THE PROBLEM:
Search the entries below for "namespace", and copy each line where it appears.

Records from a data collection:
★ ★ ★

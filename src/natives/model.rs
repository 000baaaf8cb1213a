//! Native descriptor data model
//!
//! Mirrors the JSON shape of the `natives.<game>.json` data feed. Descriptors
//! are immutable once loaded and shared as `Arc<NativeDescriptor>`.

use std::sync::Arc;

use serde::{Deserialize, Serialize};

/// The return type token meaning "returns nothing".
pub const VOID: &str = "void";

/// Execution context a native (or a script) belongs to.
///
/// Unrecognized feed values fold into `Shared` instead of failing the whole file.
#[derive(Debug, Clone, Copy, Default, PartialEq, Eq, Hash, Serialize, Deserialize)]
#[serde(from = "String", into = "String")]
pub enum Apiset {
    Client,
    Server,
    #[default]
    Shared,
}

impl Apiset {
    pub fn as_str(&self) -> &'static str {
        match self {
            Apiset::Client => "client",
            Apiset::Server => "server",
            Apiset::Shared => "shared",
        }
    }
}

impl From<String> for Apiset {
    fn from(value: String) -> Self {
        match value.to_ascii_lowercase().as_str() {
            "client" => Apiset::Client,
            "server" => Apiset::Server,
            _ => Apiset::Shared,
        }
    }
}

impl From<Apiset> for String {
    fn from(value: Apiset) -> Self {
        value.as_str().to_string()
    }
}

/// One parameter of a native.
#[derive(Debug, Clone, PartialEq, Eq, Serialize, Deserialize)]
pub struct Parameter {
    pub name: String,
    #[serde(rename = "type")]
    pub type_name: String,
    #[serde(default, skip_serializing_if = "Option::is_none")]
    pub description: Option<String>,
}

impl Parameter {
    pub fn new(name: impl Into<String>, type_name: impl Into<String>) -> Self {
        Self {
            name: name.into(),
            type_name: type_name.into(),
            description: None,
        }
    }
}

/// A usage example attached to a native.
#[derive(Debug, Clone, PartialEq, Eq, Serialize, Deserialize)]
pub struct Example {
    pub lang: String,
    pub code: String,
}

/// A callable primitive exposed by the game scripting runtime.
#[derive(Debug, Clone, PartialEq, Eq, Serialize, Deserialize)]
pub struct NativeDescriptor {
    pub name: String,
    #[serde(default)]
    pub hash: String,
    #[serde(default)]
    pub params: Vec<Parameter>,
    #[serde(default = "default_return_type")]
    pub return_type: String,
    #[serde(default)]
    pub description: String,
    #[serde(default)]
    pub namespace: String,
    #[serde(default)]
    pub apiset: Apiset,
    #[serde(default)]
    pub game_support: String,
    #[serde(default)]
    pub docs_url: String,
    #[serde(default, skip_serializing_if = "Option::is_none")]
    pub is_rpc: Option<bool>,
    #[serde(default, skip_serializing_if = "Vec::is_empty")]
    pub examples: Vec<Example>,
    #[serde(default, skip_serializing_if = "Option::is_none")]
    pub cname: Option<String>,
}

fn default_return_type() -> String {
    VOID.to_string()
}

impl NativeDescriptor {
    /// Minimal descriptor, mostly useful for tests and benches.
    pub fn new(name: impl Into<String>, params: Vec<Parameter>, return_type: impl Into<String>) -> Self {
        Self {
            name: name.into(),
            hash: String::new(),
            params,
            return_type: return_type.into(),
            description: String::new(),
            namespace: String::new(),
            apiset: Apiset::default(),
            game_support: String::new(),
            docs_url: String::new(),
            is_rpc: None,
            examples: Vec::new(),
            cname: None,
        }
    }

    /// True when the return type is the void marker (or missing altogether).
    pub fn returns_void(&self) -> bool {
        let trimmed = self.return_type.trim();
        trimmed.is_empty() || trimmed == VOID
    }

    pub fn is_rpc(&self) -> bool {
        self.is_rpc.unwrap_or(false)
    }
}

/// Natives of one game, split by execution context.
#[derive(Debug, Clone, Default, Serialize, Deserialize)]
pub struct OrganizedNatives {
    #[serde(default)]
    pub client: Vec<Arc<NativeDescriptor>>,
    #[serde(default)]
    pub server: Vec<Arc<NativeDescriptor>>,
    #[serde(default)]
    pub shared: Vec<Arc<NativeDescriptor>>,
}

impl OrganizedNatives {
    pub fn is_empty(&self) -> bool {
        self.client.is_empty() && self.server.is_empty() && self.shared.is_empty()
    }

    pub fn len(&self) -> usize {
        self.client.len() + self.server.len() + self.shared.len()
    }

    /// Iterates every bucket in client, server, shared order.
    pub fn iter(&self) -> impl Iterator<Item = &Arc<NativeDescriptor>> {
        self.client.iter().chain(self.server.iter()).chain(self.shared.iter())
    }

    pub fn find(&self, name: &str) -> Option<&Arc<NativeDescriptor>> {
        self.iter().find(|native| native.name == name)
    }
}
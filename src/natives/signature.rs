//! Language-idiomatic native signatures
//!
//! Composes [`map_type`] output into the per-language templates:
//!
//! ```text
//! C#          void SET_ENTITY_COORDS(int entity, float x)
//! Lua         function SET_ENTITY_COORDS(entity: integer, x: number) -> void
//! JS / TS     function SET_ENTITY_COORDS(entity: number, x: number): void
//! (unknown)   SET_ENTITY_COORDS(entity: Entity, x: float)
//! ```
//!
//! Rendering never fails; an empty name or parameter list still yields a
//! syntactically shaped string.

use super::language::ScriptLanguage;
use super::model::{NativeDescriptor, Parameter, VOID};
use super::type_mapper::{TypePosition, base_type, map_type};

fn param_type(param: &Parameter, language: ScriptLanguage) -> String {
    map_type(&param.type_name, language, TypePosition::Param)
}

fn format_param(param: &Parameter, language: ScriptLanguage) -> String {
    let ty = param_type(param, language);
    match language {
        ScriptLanguage::CSharp => format!("{} {}", ty, param.name),
        _ => format!("{}: {}", param.name, ty),
    }
}

fn format_params(native: &NativeDescriptor, language: ScriptLanguage) -> String {
    native
        .params
        .iter()
        .map(|param| format_param(param, language))
        .collect::<Vec<_>>()
        .join(", ")
}

/// Mapped return type, `void` when the native returns nothing.
fn return_type(native: &NativeDescriptor, language: ScriptLanguage) -> String {
    if native.returns_void() {
        VOID.to_string()
    } else {
        map_type(&native.return_type, language, TypePosition::Return)
    }
}

/// Full signature used in hover and completion documentation.
pub fn render(native: &NativeDescriptor, language: ScriptLanguage) -> String {
    let params = format_params(native, language);
    let returns = return_type(native, language);

    match language {
        ScriptLanguage::Lua => format!("function {}({}) -> {}", native.name, params, returns),
        ScriptLanguage::JavaScript | ScriptLanguage::TypeScript => {
            format!("function {}({}): {}", native.name, params, returns)
        }
        ScriptLanguage::CSharp => format!("{} {}({})", returns, native.name, params),
    }
}

/// Terse form used for listings: Lua shows parameter names only, JS drops `function`.
pub fn render_compact(native: &NativeDescriptor, language: ScriptLanguage) -> String {
    let returns = return_type(native, language);

    match language {
        ScriptLanguage::Lua => {
            let names = native
                .params
                .iter()
                .map(|param| param.name.as_str())
                .collect::<Vec<_>>()
                .join(", ");
            format!("function {}({}) -> {}", native.name, names, returns)
        }
        ScriptLanguage::JavaScript | ScriptLanguage::TypeScript => {
            format!("{}({}): {}", native.name, format_params(native, language), returns)
        }
        ScriptLanguage::CSharp => render(native, language),
    }
}

/// Signature for documents in a language without a type table.
pub fn render_plain(native: &NativeDescriptor) -> String {
    let params = native
        .params
        .iter()
        .map(|param| format!("{}: {}", param.name, base_type(&param.type_name)))
        .collect::<Vec<_>>()
        .join(", ");
    format!("{}({})", native.name, params)
}

/// Dispatch on an optional language resolved at the LSP boundary.
pub fn render_for(native: &NativeDescriptor, language: Option<ScriptLanguage>) -> String {
    match language {
        Some(language) => render(native, language),
        None => render_plain(native),
    }
}

/// A signature-help label and the UTF-16 offsets of each parameter within it.
#[derive(Debug, Clone, PartialEq, Eq)]
pub struct SignatureLabel {
    pub label: String,
    pub parameters: Vec<[u32; 2]>,
}

fn utf16_len(text: &str) -> u32 {
    text.encode_utf16().count() as u32
}

/// `NAME(name: type, ...) -> ret` for every language, with parameter offsets.
pub fn signature_help_label(
    native: &NativeDescriptor,
    language: Option<ScriptLanguage>,
) -> SignatureLabel {
    let mut label = format!("{}(", native.name);
    let mut parameters = Vec::with_capacity(native.params.len());

    for (index, param) in native.params.iter().enumerate() {
        if index > 0 {
            label.push_str(", ");
        }
        let ty = match language {
            Some(language) => param_type(param, language),
            None => base_type(&param.type_name).to_string(),
        };
        let start = utf16_len(&label);
        label.push_str(&format!("{}: {}", param.name, ty));
        parameters.push([start, utf16_len(&label)]);
    }

    let returns = match language {
        Some(language) => return_type(native, language),
        None if native.returns_void() => VOID.to_string(),
        None => base_type(&native.return_type).to_string(),
    };
    label.push_str(&format!(") -> {}", returns));

    SignatureLabel { label, parameters }
}

fn escape_snippet(text: &str) -> String {
    let mut escaped = String::with_capacity(text.len());
    for c in text.chars() {
        if matches!(c, '$' | '}' | '\\') {
            escaped.push('\\');
        }
        escaped.push(c);
    }
    escaped
}

/// Insert snippet with one tab stop per parameter: `NAME(${1:a}, ${2:b})`.
pub fn snippet(native: &NativeDescriptor, language: Option<ScriptLanguage>) -> String {
    let stops = native
        .params
        .iter()
        .enumerate()
        .map(|(index, param)| {
            let placeholder = match language {
                Some(ScriptLanguage::CSharp) => {
                    format!("{} {}", param_type(param, ScriptLanguage::CSharp), param.name)
                }
                _ => param.name.clone(),
            };
            format!("${{{}:{}}}", index + 1, escape_snippet(&placeholder))
        })
        .collect::<Vec<_>>()
        .join(", ");
    format!("{}({})", native.name, stops)
}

★ ★ ★

TASK ANSWER:
    pub namespace: String,
            namespace: String::new(),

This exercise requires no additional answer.